5. O populismo é uma perversão da democracia? A resposta é complexa. O termo é fluído e pode designar coisas bastante diferentes. Líquido é que no discurso político europeu tem uma forte carga negativa. A acusação de populismo procura descredibilizar adversários, usualmente conotados com a (extrema)direita — embora, na realidade, o populismo tanto pode existir à direita como à esquerda. Normalmente refere-se aos que usam uma retórica política com propostas irrealistas, de tipo demagógico, e/ou sem uma ideologia coerente e bem definida. É aplicado também àqueles que confrontam princípios e valores estabelecidos — vistos como sendo de elevado valor civilizacional e de uma sociedade decente —, invocando a vontade popular. Característica usual do populismo é procurar abarcar a generalidade do espectro político, fazendo aquilo que em língua inglesa se chama “catch-all”. Apela ao lado emocional das pessoas, jogando com os interesses, esperanças e medos da população em geral contra a elite dirigente.

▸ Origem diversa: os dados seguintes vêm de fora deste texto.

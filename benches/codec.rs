use criterion::{black_box, criterion_group, criterion_main, BenchmarkId, Criterion};
use serde::{Deserialize, Serialize};
use serde_dotted::{flatten, from_str, to_string, unflatten, DottedMap, DottedValue, NestedMap};

#[derive(Serialize, Deserialize, Clone)]
struct User {
    id: u32,
    name: String,
    email: String,
    active: bool,
}

#[derive(Serialize, Deserialize, Clone)]
struct NestedData {
    id: u32,
    owner: User,
    metadata: Metadata,
    tags: Vec<String>,
}

#[derive(Serialize, Deserialize, Clone)]
struct Metadata {
    created: String,
    updated: String,
    version: u32,
}

fn nested_data() -> NestedData {
    NestedData {
        id: 42,
        owner: User {
            id: 123,
            name: "Alice".to_string(),
            email: "alice@example.com".to_string(),
            active: true,
        },
        metadata: Metadata {
            created: "2023-01-01T00:00:00Z".to_string(),
            updated: "2023-12-31T23:59:59Z".to_string(),
            version: 3,
        },
        tags: vec![
            "important".to_string(),
            "verified".to_string(),
            "production".to_string(),
        ],
    }
}

/// A document `depth` levels deep with `width` entries per branch.
fn wide_document(depth: usize, width: usize) -> DottedMap {
    let mut map = DottedMap::new();
    for i in 0..width {
        let value = if depth <= 1 {
            DottedValue::String(format!("value {}", i))
        } else {
            DottedValue::Object(wide_document(depth - 1, width))
        };
        map.insert(format!("key{}", i), value);
    }
    map
}

fn benchmark_serialize_simple(c: &mut Criterion) {
    let user = nested_data().owner;

    c.bench_function("serialize_simple_struct", |b| {
        b.iter(|| to_string(black_box(&user)))
    });
}

fn benchmark_deserialize_simple(c: &mut Criterion) {
    let text = "id=\"123\"\nname=\"Alice\"\nemail=\"alice@example.com\"\nactive=\"true\"\n";

    c.bench_function("deserialize_simple_struct", |b| {
        b.iter(|| from_str::<User>(black_box(text)))
    });
}

fn benchmark_nested_struct(c: &mut Criterion) {
    let data = nested_data();
    let text = to_string(&data).unwrap();

    c.bench_function("serialize_nested_struct", |b| {
        b.iter(|| to_string(black_box(&data)))
    });

    c.bench_function("deserialize_nested_struct", |b| {
        b.iter(|| from_str::<NestedData>(black_box(&text)))
    });
}

fn benchmark_flatten(c: &mut Criterion) {
    let mut group = c.benchmark_group("flatten");

    for depth in [2, 4, 6].iter() {
        let doc = wide_document(*depth, 4);
        group.bench_with_input(BenchmarkId::from_parameter(depth), &doc, |b, doc| {
            b.iter(|| flatten(black_box(doc), ".").count())
        });
    }
    group.finish();
}

fn benchmark_unflatten(c: &mut Criterion) {
    let mut group = c.benchmark_group("unflatten");

    for depth in [2, 4, 6].iter() {
        let lines: Vec<String> = flatten(&wide_document(*depth, 4), ".").collect();
        group.bench_with_input(BenchmarkId::from_parameter(depth), &lines, |b, lines| {
            b.iter(|| unflatten(black_box(lines), "."))
        });
    }
    group.finish();
}

fn benchmark_nested_map_access(c: &mut Criterion) {
    let mut map = NestedMap::new();
    for i in 0..100 {
        map.set(&format!("section{}.group{}.key{}", i % 10, i % 7, i), i);
    }

    c.bench_function("nested_map_get", |b| {
        b.iter(|| map.get(black_box("section3.group2.key23")))
    });

    c.bench_function("nested_map_set", |b| {
        b.iter(|| {
            let mut map = map.clone();
            map.set(black_box("section3.group2.new"), 1)
        })
    });
}

fn benchmark_comparison_with_json(c: &mut Criterion) {
    let data = nested_data();
    let mut group = c.benchmark_group("format_comparison");

    group.bench_function("dotted_serialize", |b| {
        b.iter(|| to_string(black_box(&data)))
    });

    group.bench_function("json_serialize", |b| {
        b.iter(|| serde_json::to_string(black_box(&data)))
    });

    group.finish();
}

criterion_group!(
    benches,
    benchmark_serialize_simple,
    benchmark_deserialize_simple,
    benchmark_nested_struct,
    benchmark_flatten,
    benchmark_unflatten,
    benchmark_nested_map_access,
    benchmark_comparison_with_json
);
criterion_main!(benches);
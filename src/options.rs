//! Configuration options for dotted text.
//!
//! [`DottedOptions`] controls the path separator used on both sides of the codec
//! and the optional comment header written before the data lines.
//!
//! ## Examples
//!
//! ```rust
//! use serde_dotted::{to_string_with_options, DottedOptions};
//! use serde::Serialize;
//!
//! #[derive(Serialize)]
//! struct Inner { port: u16 }
//! #[derive(Serialize)]
//! struct Data { server: Inner }
//!
//! let data = Data { server: Inner { port: 8080 } };
//!
//! let options = DottedOptions::new().with_separator("/");
//! let text = to_string_with_options(&data, &options).unwrap();
//! assert_eq!(text, "server/port=\"8080\"\n");
//! ```

use chrono::Utc;

/// The default path separator.
pub const DEFAULT_SEPARATOR: &str = ".";

/// Configuration options for flattening and unflattening.
///
/// The same separator must be used to write and to read a file: mixed
/// separators are not detected.
///
/// # Examples
///
/// ```rust
/// use serde_dotted::DottedOptions;
///
/// let options = DottedOptions::new();
/// assert_eq!(options.separator, ".");
/// assert!(options.header.is_none());
///
/// let options = DottedOptions::new()
///     .with_separator("::")
///     .with_header("generated");
/// assert_eq!(options.separator, "::");
/// ```
#[derive(Clone, Debug, PartialEq)]
pub struct DottedOptions {
    pub separator: String,
    pub header: Option<String>,
}

impl Default for DottedOptions {
    fn default() -> Self {
        DottedOptions {
            separator: DEFAULT_SEPARATOR.to_string(),
            header: None,
        }
    }
}

impl DottedOptions {
    /// Creates default options (`.` separator, no header).
    #[must_use]
    pub fn new() -> Self {
        Self::default()
    }

    /// Sets the separator joining path segments.
    ///
    /// An empty separator turns splitting off: every key is a single segment.
    #[must_use]
    pub fn with_separator(mut self, separator: impl Into<String>) -> Self {
        self.separator = separator.into();
        self
    }

    /// Sets a header written as `# `-prefixed comment lines before the data.
    ///
    /// Multi-line headers produce one comment line per header line.
    ///
    /// # Examples
    ///
    /// ```rust
    /// use serde_dotted::DottedOptions;
    ///
    /// let options = DottedOptions::new().with_header("first\nsecond");
    /// assert_eq!(options.header_lines(), vec!["# first", "# second"]);
    /// ```
    #[must_use]
    pub fn with_header(mut self, header: impl Into<String>) -> Self {
        self.header = Some(header.into());
        self
    }

    /// Sets the header to `Created '<name>' at UTC: <now>`.
    ///
    /// # Examples
    ///
    /// ```rust
    /// use serde_dotted::DottedOptions;
    ///
    /// let options = DottedOptions::new().with_timestamp_header("settings.txt");
    /// let header = options.header.unwrap();
    /// assert!(header.starts_with("Created 'settings.txt' at UTC: "));
    /// ```
    #[must_use]
    pub fn with_timestamp_header(self, name: &str) -> Self {
        let created = format!(
            "Created '{}' at UTC: {}",
            name,
            Utc::now().format("%Y-%m-%d %H:%M:%S%.6f")
        );
        self.with_header(created)
    }

    /// The header rendered as comment lines, empty when no header is set.
    #[must_use]
    pub fn header_lines(&self) -> Vec<String> {
        match &self.header {
            Some(header) => header.lines().map(|line| format!("# {}", line)).collect(),
            None => Vec::new(),
        }
    }
}
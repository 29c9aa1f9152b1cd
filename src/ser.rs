//! Serialization into a document tree.
//!
//! [`ValueSerializer`] converts any `T: Serialize` into a [`DottedValue`]. The
//! crate-root functions ([`crate::to_value`], [`crate::to_string`]) use it to
//! build the tree that is then flattened.
//!
//! ```rust
//! use serde_dotted::{dotted, to_value};
//! use serde::Serialize;
//!
//! #[derive(Serialize)]
//! struct Server { host: String, port: u16 }
//!
//! let value = to_value(&Server { host: "localhost".into(), port: 80 }).unwrap();
//! assert_eq!(value, dotted!({ "host": "localhost", "port": 80 }));
//! ```
//!
//! Enum variants carrying data are represented externally tagged, as a
//! single-entry object keyed by the variant name. Map keys must serialize to
//! strings; anything else is rejected with [`Error::InvalidKey`].

use crate::{DottedMap, DottedValue, Error, Number, Result};
use serde::{ser, Serialize};

/// Serializer producing a [`DottedValue`] tree.
pub struct ValueSerializer;

pub struct SerializeVec {
    vec: Vec<DottedValue>,
    variant: Option<&'static str>,
}

pub struct SerializeMap {
    map: DottedMap,
    current_key: Option<String>,
    variant: Option<&'static str>,
}

impl ser::Serializer for ValueSerializer {
    type Ok = DottedValue;
    type Error = Error;

    type SerializeSeq = SerializeVec;
    type SerializeTuple = SerializeVec;
    type SerializeTupleStruct = SerializeVec;
    type SerializeTupleVariant = SerializeVec;
    type SerializeMap = SerializeMap;
    type SerializeStruct = SerializeMap;
    type SerializeStructVariant = SerializeMap;

    fn serialize_bool(self, v: bool) -> Result<DottedValue> {
        Ok(DottedValue::Bool(v))
    }

    fn serialize_i8(self, v: i8) -> Result<DottedValue> {
        Ok(DottedValue::Number(Number::Integer(v as i64)))
    }

    fn serialize_i16(self, v: i16) -> Result<DottedValue> {
        Ok(DottedValue::Number(Number::Integer(v as i64)))
    }

    fn serialize_i32(self, v: i32) -> Result<DottedValue> {
        Ok(DottedValue::Number(Number::Integer(v as i64)))
    }

    fn serialize_i64(self, v: i64) -> Result<DottedValue> {
        Ok(DottedValue::Number(Number::Integer(v)))
    }

    fn serialize_u8(self, v: u8) -> Result<DottedValue> {
        Ok(DottedValue::Number(Number::Integer(v as i64)))
    }

    fn serialize_u16(self, v: u16) -> Result<DottedValue> {
        Ok(DottedValue::Number(Number::Integer(v as i64)))
    }

    fn serialize_u32(self, v: u32) -> Result<DottedValue> {
        Ok(DottedValue::Number(Number::Integer(v as i64)))
    }

    fn serialize_u64(self, v: u64) -> Result<DottedValue> {
        Ok(DottedValue::Number(Number::from(v)))
    }

    fn serialize_i128(self, v: i128) -> Result<DottedValue> {
        Ok(DottedValue::Number(Number::from(v)))
    }

    fn serialize_u128(self, v: u128) -> Result<DottedValue> {
        Ok(DottedValue::Number(Number::from(v)))
    }

    fn serialize_f32(self, v: f32) -> Result<DottedValue> {
        Ok(DottedValue::Number(Number::Float(v as f64)))
    }

    fn serialize_f64(self, v: f64) -> Result<DottedValue> {
        Ok(DottedValue::Number(Number::Float(v)))
    }

    fn serialize_char(self, v: char) -> Result<DottedValue> {
        Ok(DottedValue::String(v.to_string()))
    }

    fn serialize_str(self, v: &str) -> Result<DottedValue> {
        Ok(DottedValue::String(v.to_string()))
    }

    fn serialize_bytes(self, v: &[u8]) -> Result<DottedValue> {
        let vec = v
            .iter()
            .map(|&b| DottedValue::Number(Number::Integer(b as i64)))
            .collect();
        Ok(DottedValue::Array(vec))
    }

    fn serialize_none(self) -> Result<DottedValue> {
        Ok(DottedValue::Null)
    }

    fn serialize_some<T>(self, value: &T) -> Result<DottedValue>
    where
        T: ?Sized + Serialize,
    {
        value.serialize(self)
    }

    fn serialize_unit(self) -> Result<DottedValue> {
        Ok(DottedValue::Null)
    }

    fn serialize_unit_struct(self, _name: &'static str) -> Result<DottedValue> {
        Ok(DottedValue::Null)
    }

    fn serialize_unit_variant(
        self,
        _name: &'static str,
        _variant_index: u32,
        variant: &'static str,
    ) -> Result<DottedValue> {
        Ok(DottedValue::String(variant.to_string()))
    }

    fn serialize_newtype_struct<T>(self, _name: &'static str, value: &T) -> Result<DottedValue>
    where
        T: ?Sized + Serialize,
    {
        value.serialize(self)
    }

    fn serialize_newtype_variant<T>(
        self,
        _name: &'static str,
        _variant_index: u32,
        variant: &'static str,
        value: &T,
    ) -> Result<DottedValue>
    where
        T: ?Sized + Serialize,
    {
        Ok(tagged(variant, to_dotted_value(value)?))
    }

    fn serialize_seq(self, len: Option<usize>) -> Result<SerializeVec> {
        Ok(SerializeVec::new(len.unwrap_or(0), None))
    }

    fn serialize_tuple(self, len: usize) -> Result<SerializeVec> {
        Ok(SerializeVec::new(len, None))
    }

    fn serialize_tuple_struct(self, _name: &'static str, len: usize) -> Result<SerializeVec> {
        Ok(SerializeVec::new(len, None))
    }

    fn serialize_tuple_variant(
        self,
        _name: &'static str,
        _variant_index: u32,
        variant: &'static str,
        len: usize,
    ) -> Result<SerializeVec> {
        Ok(SerializeVec::new(len, Some(variant)))
    }

    fn serialize_map(self, _len: Option<usize>) -> Result<SerializeMap> {
        Ok(SerializeMap::new(None))
    }

    fn serialize_struct(self, _name: &'static str, _len: usize) -> Result<SerializeMap> {
        Ok(SerializeMap::new(None))
    }

    fn serialize_struct_variant(
        self,
        _name: &'static str,
        _variant_index: u32,
        variant: &'static str,
        _len: usize,
    ) -> Result<SerializeMap> {
        Ok(SerializeMap::new(Some(variant)))
    }
}

impl SerializeVec {
    fn new(capacity: usize, variant: Option<&'static str>) -> Self {
        SerializeVec {
            vec: Vec::with_capacity(capacity),
            variant,
        }
    }

    fn push<T: ?Sized + Serialize>(&mut self, value: &T) -> Result<()> {
        self.vec.push(to_dotted_value(value)?);
        Ok(())
    }

    fn finish(self) -> DottedValue {
        let array = DottedValue::Array(self.vec);
        match self.variant {
            Some(variant) => tagged(variant, array),
            None => array,
        }
    }
}

impl SerializeMap {
    fn new(variant: Option<&'static str>) -> Self {
        SerializeMap {
            map: DottedMap::new(),
            current_key: None,
            variant,
        }
    }

    fn finish(self) -> DottedValue {
        let object = DottedValue::Object(self.map);
        match self.variant {
            Some(variant) => tagged(variant, object),
            None => object,
        }
    }
}

impl ser::SerializeSeq for SerializeVec {
    type Ok = DottedValue;
    type Error = Error;

    fn serialize_element<T>(&mut self, value: &T) -> Result<()>
    where
        T: ?Sized + Serialize,
    {
        self.push(value)
    }

    fn end(self) -> Result<DottedValue> {
        Ok(self.finish())
    }
}

impl ser::SerializeTuple for SerializeVec {
    type Ok = DottedValue;
    type Error = Error;

    fn serialize_element<T>(&mut self, value: &T) -> Result<()>
    where
        T: ?Sized + Serialize,
    {
        self.push(value)
    }

    fn end(self) -> Result<DottedValue> {
        Ok(self.finish())
    }
}

impl ser::SerializeTupleStruct for SerializeVec {
    type Ok = DottedValue;
    type Error = Error;

    fn serialize_field<T>(&mut self, value: &T) -> Result<()>
    where
        T: ?Sized + Serialize,
    {
        self.push(value)
    }

    fn end(self) -> Result<DottedValue> {
        Ok(self.finish())
    }
}

impl ser::SerializeTupleVariant for SerializeVec {
    type Ok = DottedValue;
    type Error = Error;

    fn serialize_field<T>(&mut self, value: &T) -> Result<()>
    where
        T: ?Sized + Serialize,
    {
        self.push(value)
    }

    fn end(self) -> Result<DottedValue> {
        Ok(self.finish())
    }
}

impl ser::SerializeMap for SerializeMap {
    type Ok = DottedValue;
    type Error = Error;

    fn serialize_key<T>(&mut self, key: &T) -> Result<()>
    where
        T: ?Sized + Serialize,
    {
        match to_dotted_value(key)? {
            DottedValue::String(s) => {
                self.current_key = Some(s);
                Ok(())
            }
            other => Err(Error::invalid_key(other)),
        }
    }

    fn serialize_value<T>(&mut self, value: &T) -> Result<()>
    where
        T: ?Sized + Serialize,
    {
        let key = self
            .current_key
            .take()
            .ok_or_else(|| Error::custom("serialize_value called without serialize_key"))?;
        self.map.insert(key, to_dotted_value(value)?);
        Ok(())
    }

    fn end(self) -> Result<DottedValue> {
        Ok(self.finish())
    }
}

impl ser::SerializeStruct for SerializeMap {
    type Ok = DottedValue;
    type Error = Error;

    fn serialize_field<T>(&mut self, key: &'static str, value: &T) -> Result<()>
    where
        T: ?Sized + Serialize,
    {
        self.map.insert(key.to_string(), to_dotted_value(value)?);
        Ok(())
    }

    fn end(self) -> Result<DottedValue> {
        Ok(self.finish())
    }
}

impl ser::SerializeStructVariant for SerializeMap {
    type Ok = DottedValue;
    type Error = Error;

    fn serialize_field<T>(&mut self, key: &'static str, value: &T) -> Result<()>
    where
        T: ?Sized + Serialize,
    {
        self.map.insert(key.to_string(), to_dotted_value(value)?);
        Ok(())
    }

    fn end(self) -> Result<DottedValue> {
        Ok(self.finish())
    }
}

fn to_dotted_value<T: Serialize + ?Sized>(value: &T) -> Result<DottedValue> {
    value.serialize(ValueSerializer)
}

fn tagged(variant: &str, value: DottedValue) -> DottedValue {
    let mut object = DottedMap::with_capacity(1);
    object.insert(variant.to_string(), value);
    DottedValue::Object(object)
}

6. Até agora, os partidos de populistas ou de protesto, consoante a perspectiva, não eram um problema da Alemanha. Angela Merkel tinha conseguido atravessar a turbulência da crise iniciada em 2008, sem ser atingida pelos estilhaços das políticas de austeridade que preconizou. A desagregação do tecido social, a descida de parte da classe média à pobreza e a radicalização política, eram um problema dos outros. Alguns emergiam à esquerda, ameaçando o tradicional establishment de poder — Syriza (na Grécia, que eclipsou o PASOK) e o Podemos (em Espanha, que ameaça seriamente o PSOE). Mas isso era um problema do Sul da Europa, indisciplinado e despesista. Já havia também sinais de um nacionalismo populista em crescendo, a Leste, de partidos como o Jobbik (Movimento por uma Hungria Melhor). Mas a Alemanha nada tinha a ver com isso. Agora, internamente, sobretudo nos Länder da ex-RDA, tem um laboratório político onde prova de problemas similares ao do resto do Leste europeu — a emergência de um populismo nacionalista de (extrema) direita. Se a AfD se tornar uma força política nacional, a excepção alemã termina. Estes são os "filhos revoltados" das crises gémeas da Zona Euro e dos refugiados.